Pendidikan yang baik memungkinkan seseorang untuk berpikir kreatif, berinovasi, dan meningkatkan taraf hidupnya. Sebaliknya, kebodohan membuat seseorang mudah dimanipulasi, bahkan oleh sistem yang tidak adil, yang akhirnya memperparah kemiskinan.
Imam Ali as berkata: “Kebodohan adalah kemiskinan yang paling buruk.” (Ghurar al-Hikam, Hadis no. 4508)
Ungkapan ini menekankan bahwa kebodohan tidak hanya menjadi penghalang jihad ekonomi, tetapi juga memperpanjang penderitaan dalam kemiskinan.
Penjajahan, baik dalam bentuk fisik maupun ekonomi, juga menjadi faktor yang memicu dan memperparah kemiskinan.
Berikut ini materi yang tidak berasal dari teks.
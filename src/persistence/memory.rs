//! In-memory configuration store for tests and demos

use std::collections::{HashMap, VecDeque};
use std::sync::{Arc, RwLock, RwLockReadGuard, RwLockWriteGuard};

use super::{ConfigBackend, ConfigTarget};
use crate::error::PersistenceError;
use crate::schema::ConfigScope;
use crate::store::ConfigValues;

/// One accepted or attempted save, in call order
#[derive(Debug, Clone, PartialEq)]
#[non_exhaustive]
pub struct SaveRecord {
    pub target: ConfigTarget,
    pub scope: ConfigScope,
    pub values: ConfigValues,
    pub accepted: bool,
}

/// In-memory implementation of [`ConfigBackend`]
///
/// Clones share state, so a test can keep a handle while the engine uses
/// another one.
///
/// # Example
/// ```
/// use plugconf::error::PersistenceError;
/// use plugconf::persistence::{ConfigBackend, ConfigTarget, MemoryBackend};
/// use plugconf::schema::ConfigScope;
/// use plugconf::store::ConfigValues;
///
/// let backend = MemoryBackend::new();
/// backend
///     .fail_next_save(PersistenceError::Application {
///         code: 500,
///         message: "db unavailable".to_owned(),
///     })
///     .unwrap();
///
/// let target = ConfigTarget::new("analytics", "1");
/// let result = backend.save(&target, ConfigScope::Enterprise, &ConfigValues::new());
/// assert!(result.is_err());
/// ```
#[derive(Debug, Clone, Default)]
pub struct MemoryBackend {
    state: Arc<RwLock<MemoryState>>,
}

#[derive(Debug, Default)]
struct MemoryState {
    values: HashMap<(ConfigTarget, ConfigScope), ConfigValues>,
    /// Consumed one per save, before the save is applied
    save_failures: VecDeque<PersistenceError>,
    load_failures: VecDeque<PersistenceError>,
    log: Vec<SaveRecord>,
}

impl MemoryBackend {
    #[must_use]
    #[inline]
    pub fn new() -> Self {
        Self::default()
    }

    fn read(&self) -> Result<RwLockReadGuard<'_, MemoryState>, PersistenceError> {
        self.state
            .read()
            .map_err(|e| PersistenceError::Io(e.to_string()))
    }

    fn write(&self) -> Result<RwLockWriteGuard<'_, MemoryState>, PersistenceError> {
        self.state
            .write()
            .map_err(|e| PersistenceError::Io(e.to_string()))
    }

    /// Seed saved values (builder pattern)
    ///
    /// # Errors
    ///
    /// Returns an error if the shared state lock is poisoned.
    #[inline]
    pub fn with_values(
        self,
        target: &ConfigTarget,
        scope: ConfigScope,
        values: ConfigValues,
    ) -> Result<Self, PersistenceError> {
        let mut state = self.write()?;
        state.values.insert((target.clone(), scope), values);
        drop(state);
        Ok(self)
    }

    /// Make the next save fail with `error`
    ///
    /// # Errors
    ///
    /// Returns an error if the shared state lock is poisoned.
    #[inline]
    pub fn fail_next_save(&self, error: PersistenceError) -> Result<(), PersistenceError> {
        self.write()?.save_failures.push_back(error);
        Ok(())
    }

    /// Make the next load fail with `error`
    ///
    /// # Errors
    ///
    /// Returns an error if the shared state lock is poisoned.
    #[inline]
    pub fn fail_next_load(&self, error: PersistenceError) -> Result<(), PersistenceError> {
        self.write()?.load_failures.push_back(error);
        Ok(())
    }

    /// Values currently stored for one scope
    ///
    /// # Errors
    ///
    /// Returns an error if the shared state lock is poisoned.
    #[inline]
    pub fn stored(
        &self,
        target: &ConfigTarget,
        scope: ConfigScope,
    ) -> Result<Option<ConfigValues>, PersistenceError> {
        Ok(self.read()?.values.get(&(target.clone(), scope)).cloned())
    }

    /// Every save attempt so far
    ///
    /// # Errors
    ///
    /// Returns an error if the shared state lock is poisoned.
    #[inline]
    pub fn save_log(&self) -> Result<Vec<SaveRecord>, PersistenceError> {
        Ok(self.read()?.log.clone())
    }
}

impl ConfigBackend for MemoryBackend {
    fn load(
        &self,
        target: &ConfigTarget,
        scope: ConfigScope,
    ) -> Result<ConfigValues, PersistenceError> {
        let mut state = self.write()?;
        if let Some(error) = state.load_failures.pop_front() {
            return Err(error);
        }
        Ok(state
            .values
            .get(&(target.clone(), scope))
            .cloned()
            .unwrap_or_default())
    }

    fn save(
        &self,
        target: &ConfigTarget,
        scope: ConfigScope,
        values: &ConfigValues,
    ) -> Result<(), PersistenceError> {
        let mut state = self.write()?;
        let failure = state.save_failures.pop_front();

        state.log.push(SaveRecord {
            target: target.clone(),
            scope,
            values: values.clone(),
            accepted: failure.is_none(),
        });

        if let Some(error) = failure {
            return Err(error);
        }

        state.values.insert((target.clone(), scope), values.clone());
        Ok(())
    }
}
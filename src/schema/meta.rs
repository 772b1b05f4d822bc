//! JSON Schema check for raw plugin configuration schema documents

use crate::error::SchemaError;
use jsonschema::Validator;
use serde_json::Value;

/// Compile the embedded schema describing configuration schema documents
///
/// # Errors
///
/// Returns an error if the embedded document is not valid JSON or not a valid
/// draft-07 schema.
#[inline]
pub fn get_meta_schema() -> Result<Validator, SchemaError> {
    let schema_str = include_str!("../../docs/config-schema.json");
    let schema: Value = serde_json::from_str(schema_str).map_err(|e| {
        SchemaError::Malformed(format!("Failed to parse embedded schema format: {e}"))
    })?;

    jsonschema::draft7::new(&schema).map_err(|e| {
        SchemaError::Malformed(format!("Failed to compile embedded schema format: {e}"))
    })
}

/// Check the overall shape of a raw schema document before typed parsing
///
/// # Errors
///
/// Returns [`SchemaError::Format`] listing every violation.
#[inline]
pub fn validate_document_shape(raw: &Value) -> Result<(), SchemaError> {
    let validator = get_meta_schema()?;

    let error_messages: Vec<String> = validator
        .iter_errors(raw)
        .map(|e| format!("  - {e}"))
        .collect();

    if !error_messages.is_empty() {
        return Err(SchemaError::Format(error_messages.join("\n")));
    }

    Ok(())
}
//! `plugconf inspect`: list fields per scope with their controls

use anyhow::{Context as _, Result};
use serde_json::{Value, json};
use tracing::debug;

use crate::cli::InspectArgs;
use crate::error::PlugconfError;
use crate::operations::OutputFormat;
use crate::render::{self, Control};
use crate::schema::{self, ConfigFieldSchema, ConfigScope, SchemaLoad, SchemaModel};
use crate::system::System;

pub use crate::schema::NO_CONFIGURATION;

/// Run the inspect command
///
/// # Errors
///
/// Returns an error if the schema or metadata file cannot be read, or a
/// schema file is malformed.
#[inline]
pub fn run_inspect(system: &dyn System, args: &InspectArgs, format: OutputFormat) -> Result<()> {
    let load = match (args.schema.as_deref(), args.metadata.as_deref()) {
        (Some(path), _) => schema::read_schema_file(system, path)?,
        (None, Some(path)) => load_metadata(system, path)?,
        (None, None) => {
            return Err(
                PlugconfError::configuration("Either --schema or --metadata is required").into(),
            );
        }
    };

    println!("{}", describe(&load, format)?);
    Ok(())
}

fn load_metadata(system: &dyn System, path: &str) -> Result<SchemaLoad> {
    let path_obj = std::path::Path::new(path);
    if !system.is_file(path_obj) {
        return Err(PlugconfError::filesystem(format!("Metadata file not found: {path}")).into());
    }

    let content = system
        .read_to_string(path_obj)
        .with_context(|| format!("Failed to read metadata file: {path}"))?;
    let metadata: Value = serde_json::from_str(&content).map_err(|e| {
        PlugconfError::configuration(format!("Metadata file {path} is not valid JSON: {e}"))
    })?;

    debug!("Reading configuration schema from {path}");
    Ok(schema::load_version_schema(&metadata))
}

/// Render the inspect report
///
/// # Errors
///
/// Returns an error if the JSON report cannot be serialized.
#[inline]
pub fn describe(load: &SchemaLoad, format: OutputFormat) -> Result<String> {
    match format {
        OutputFormat::Text => Ok(describe_text(load)),
        OutputFormat::Json => {
            let report = match *load {
                SchemaLoad::Ready(ref model) => schema_json(model),
                SchemaLoad::Absent => json!({"available": false, "message": NO_CONFIGURATION}),
                SchemaLoad::Unavailable(ref err) => json!({
                    "available": false,
                    "message": load.placeholder(),
                    "reason": err.to_string(),
                }),
            };
            serde_json::to_string_pretty(&report).context("Failed to serialize inspect report")
        }
    }
}

fn describe_text(load: &SchemaLoad) -> String {
    let model = match *load {
        SchemaLoad::Ready(ref model) => model,
        SchemaLoad::Absent => return NO_CONFIGURATION.to_owned(),
        SchemaLoad::Unavailable(_) => {
            return load
                .placeholder()
                .unwrap_or("No configuration available")
                .to_owned();
        }
    };

    let mut lines = Vec::new();
    if let Some(title) = model.title() {
        lines.push(title.to_owned());
    }
    if let Some(description) = model.description() {
        lines.push(description.to_owned());
    }

    for scope in ConfigScope::ALL {
        let fields = model.fields_in(scope);
        if fields.is_empty() {
            continue;
        }
        if !lines.is_empty() {
            lines.push(String::new());
        }
        lines.push(format!("{} configuration ({} fields)", scope_heading(scope), fields.len()));

        for field in fields {
            let control = render::control_for(field);
            let marker = if field.required { " *" } else { "" };
            lines.push(format!(
                "  {}{marker} [{}] {}: {}",
                field.key,
                field.field_type,
                field.name,
                control_summary(&control)
            ));
            if let Some(description) = field.description.as_ref() {
                lines.push(format!("      {description}"));
            }
            for hint in render::hints(field) {
                lines.push(format!("      {hint}"));
            }
        }
    }

    lines.join("\n")
}

const fn scope_heading(scope: ConfigScope) -> &'static str {
    match scope {
        ConfigScope::Enterprise => "Enterprise",
        ConfigScope::Personal => "Personal",
    }
}

fn control_summary(control: &Control) -> String {
    match *control {
        Control::Select { ref options } | Control::Checklist { ref options } => {
            let labels: Vec<&str> = options.iter().map(|opt| opt.label.as_str()).collect();
            format!("{} ({})", control.kind(), labels.join(", "))
        }
        Control::TextInput { .. }
        | Control::NumberInput { .. }
        | Control::DateInput
        | Control::TimeInput
        | Control::Toggle
        | Control::JsonEditor { .. } => control.kind().to_owned(),
    }
}

fn field_json(field: &ConfigFieldSchema) -> Value {
    let control = render::control_for(field);
    json!({
        "key": field.key,
        "name": field.name,
        "type": field.field_type,
        "required": field.required,
        "control": control.kind(),
        "default": field.default_value,
        "options": field.options,
        "hints": render::hints(field),
    })
}

fn schema_json(model: &SchemaModel) -> Value {
    json!({
        "available": true,
        "title": model.title(),
        "description": model.description(),
        "enterprise": model.enterprise_fields().into_iter().map(field_json).collect::<Vec<_>>(),
        "personal": model.personal_fields().into_iter().map(field_json).collect::<Vec<_>>(),
    })
}

#[cfg(test)]
#[expect(clippy::unwrap_used)]
mod tests {
    use super::*;

    fn load() -> SchemaLoad {
        SchemaLoad::Ready(
            SchemaModel::from_value(&json!({
                "title": "Analytics",
                "properties": {
                    "region": {
                        "type": "select",
                        "required": true,
                        "options": [
                            {"label": "Europe", "value": "eu"},
                            {"label": "United States", "value": "us"}
                        ]
                    },
                    "token": {"type": "password", "configScope": "personal"}
                }
            }))
            .unwrap(),
        )
    }

    #[test]
    fn text_report_groups_by_scope() {
        let text = describe(&load(), OutputFormat::Text).unwrap();
        assert!(text.starts_with("Analytics"));
        assert!(text.contains("Enterprise configuration (1 fields)"));
        assert!(text.contains("region * [select] region: select (Europe, United States)"));
        assert!(text.contains("Personal configuration (1 fields)"));
        assert!(text.contains("token [password] token: password-input"));
    }

    #[test]
    fn json_report_lists_controls() {
        let report: Value =
            serde_json::from_str(&describe(&load(), OutputFormat::Json).unwrap()).unwrap();
        assert_eq!(report["enterprise"][0]["control"], "select");
        assert_eq!(report["personal"][0]["type"], "password");
    }

    #[test]
    fn absent_schema_has_no_form() {
        assert_eq!(
            describe(&SchemaLoad::Absent, OutputFormat::Text).unwrap(),
            NO_CONFIGURATION
        );
    }
}
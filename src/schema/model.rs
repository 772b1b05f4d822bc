//! Typed schema model built from raw configuration schema documents

use core::fmt;
use std::collections::HashSet;

use regex::Regex;
use serde::Deserialize;
use serde::de::{Deserializer, IgnoredAny, MapAccess, Visitor};
use serde_json::{Map, Value};
use tracing::debug;

use super::field::{ConfigFieldSchema, ConfigScope, Constraints, FieldOption, FieldType};
use super::meta::validate_document_shape;
use crate::error::SchemaError;

/// Keyed schema document: `{title, description, properties, required}`
#[derive(Debug, Deserialize)]
struct RawSchema {
    title: Option<String>,
    description: Option<String>,
    #[serde(default)]
    properties: Map<String, Value>,
    #[serde(default)]
    required: Vec<String>,
}

/// One field descriptor, in either the keyed or the flat list form
#[derive(Debug, Default, Deserialize)]
#[serde(rename_all = "camelCase")]
struct FieldDescriptor {
    key: Option<String>,
    #[serde(rename = "type")]
    type_name: Option<String>,
    #[serde(alias = "name")]
    title: Option<String>,
    description: Option<String>,
    #[serde(alias = "defaultValue")]
    default: Option<Value>,
    #[serde(default)]
    options: Vec<FieldOption>,
    minimum: Option<f64>,
    maximum: Option<f64>,
    min_length: Option<usize>,
    max_length: Option<usize>,
    #[serde(alias = "validation")]
    pattern: Option<String>,
    format: Option<String>,
    example: Option<String>,
    items: Option<Value>,
    properties: Option<Map<String, Value>>,
    #[serde(alias = "configType")]
    config_scope: Option<String>,
    sort_order: Option<i64>,
    /// Per-field flag of the list form; nested object schemas may carry a key list here instead
    required: Option<Value>,
}

/// First key declared twice in the document's `properties` map
///
/// Parsing into [`Value`] keeps only the last of repeated keys, so the source
/// text is scanned on its own.
#[derive(Debug, Default)]
struct RepeatedProperty(Option<String>);

impl<'de> Deserialize<'de> for RepeatedProperty {
    fn deserialize<D: Deserializer<'de>>(deserializer: D) -> Result<Self, D::Error> {
        deserializer.deserialize_any(DocumentVisitor)
    }
}

struct DocumentVisitor;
Sejarah mencatat bagaimana penjajahan oleh bangsa-bangsa kolonial menciptakan sistem yang mengeksploitasi sumber daya alam negara-negara terjajah, meninggalkan masyarakat dalam kemiskinan dan ketergantungan.
Imam Ali bin Abi Thalib as berkata tentang pentingnya melawan penindasan: “Jadilah musuh bagi orang zalim dan penolong bagi yang tertindas.” (Nahjul Balaghah, Surat 47)
Penjajahan ekonomi modern juga menjadi bentuk penjajahan yang sering tidak disadari. Ketergantungan pada utang luar negeri, kontrol asing atas sumber daya lokal, atau eksploitasi oleh perusahaan multinasional dapat membuat suatu negara sulit keluar dari lingkaran kemiskinan.
Islam memberikan solusi integral untuk mengatasi kemiskinan dengan menekankan kerja keras, pendidikan, dan sistem ekonomi yang adil. Berikut adalah beberapa prinsip yang dapat diterapkan:
Pertama, kerja keras sebagai bagian dari ibadah. Islam memandang kerja keras sebagai ibadah yang mulia. Imam Ja’far ash-Shadiq as berkata: “Sesungguhnya Allah mencintai hamba-Nya yang mencari rezeki dengan sungguh-sungguh.” (Bihar al-Anwar, jilid 103, halaman 2)
Bekerja keras dengan niat yang benar akan menghasilkan keberkahan dan kemandirian.
Kedua, pendidikan untuk meningkatkan taraf hidup. Pendidikan adalah investasi jangka panjang untuk mengatasi kemiskinan. Dengan ilmu pengetahuan, masyarakat dapat memanfaatkan sumber daya secara efisien dan menciptakan inovasi yang mendukung ekonomi.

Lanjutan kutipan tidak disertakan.